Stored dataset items
* * * * * * *
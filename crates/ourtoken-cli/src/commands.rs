//! Command implementations

use serde_json::json;

use ourtoken_config::{is_development_chain, HarnessConfig};
use ourtoken_devchain::{format_units, Deployments, DevChain, TokenHandle};

use crate::{output::Output, CliError};

/// List the known networks
pub fn networks(config: &HarnessConfig, json: bool) -> Result<(), CliError> {
    let table = config.network_table()?;
    tracing::debug!(networks = table.len(), "listing networks");
    let mut rows = Vec::with_capacity(table.len());
    let mut lines = Vec::with_capacity(table.len());
    for (chain_id, info) in table.iter() {
        let development = is_development_chain(chain_id);
        rows.push(json!({
            "chain_id": chain_id,
            "name": info.name,
            "development": development,
        }));
        lines.push(format!(
            "{:>10}  {}{}",
            chain_id,
            info.name,
            if development { "  (development)" } else { "" }
        ));
    }

    Output::new(json)
        .field_value("networks", json!(rows))
        .field_u64("active_chain_id", config.chain_id)
        .message(&lines.join("\n"))
        .print();
    Ok(())
}

/// Run the `all` fixture on an in-process chain and describe the token
pub fn deploy(config: &HarnessConfig, json: bool) -> Result<(), CliError> {
    let mut chain = DevChain::from_config(config)?;
    if let Err(e) = chain.require_development() {
        tracing::warn!(
            chain_id = chain.chain_id(),
            "refusing to deploy outside a development chain"
        );
        return Err(e.into());
    }
    let mut deployments = Deployments::with_default_scripts();
    deployments.fixture(&mut chain, &["all"])?;
    let deployment = deployments.get("Token")?;
    tracing::info!(
        network = chain.network_name(),
        address = %deployment.address,
        block = deployment.block_number,
        "token fixture ready"
    );
    let token = TokenHandle::at(&chain, deployment.address, chain.signer(0)?.clone())?;

    let name = token.name(&chain)?;
    let symbol = token.symbol(&chain)?;
    let decimals = token.decimals(&chain)?;
    let total_supply = token.total_supply(&chain)?;

    Output::new(json)
        .field("network", chain.network_name())
        .field_u64("chain_id", chain.chain_id())
        .field("address", &deployment.address.to_hex())
        .field("deployer", &deployment.deployer.to_hex())
        .field("tx_hash", &deployment.tx_hash.to_hex())
        .field("name", &name)
        .field("symbol", &symbol)
        .field_u64("decimals", u64::from(decimals))
        .field("total_supply", &total_supply.to_string())
        .message(&format!(
            "Deployed {} ({}) to {} on {}\nDeployer: {}\nDecimals: {}\nTotal supply: {} ({} {})",
            name,
            symbol,
            deployment.address,
            chain.network_name(),
            deployment.deployer,
            decimals,
            total_supply,
            format_units(total_supply, decimals),
            symbol
        ))
        .print();
    Ok(())
}

/// Print the effective configuration
pub fn show_config(config: &HarnessConfig, show: bool, json: bool) -> Result<(), CliError> {
    if !show {
        Output::new(json)
            .message("Use --show to display the effective configuration")
            .print();
        return Ok(());
    }

    let network = config
        .network_name()
        .unwrap_or_else(|_| "unknown".to_string());
    Output::new(json)
        .field_value("config", serde_json::to_value(config)?)
        .field("network", &network)
        .message(&format!(
            "# network: {}\n{}",
            network,
            toml::to_string_pretty(config)?
        ))
        .print();
    Ok(())
}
* * * * * * *
Where in the records does the string "Result" appear? Copy every line that has it.

pub fn networks(config: &HarnessConfig, json: bool) -> Result<(), CliError> {
pub fn deploy(config: &HarnessConfig, json: bool) -> Result<(), CliError> {
pub fn show_config(config: &HarnessConfig, show: bool, json: bool) -> Result<(), CliError> {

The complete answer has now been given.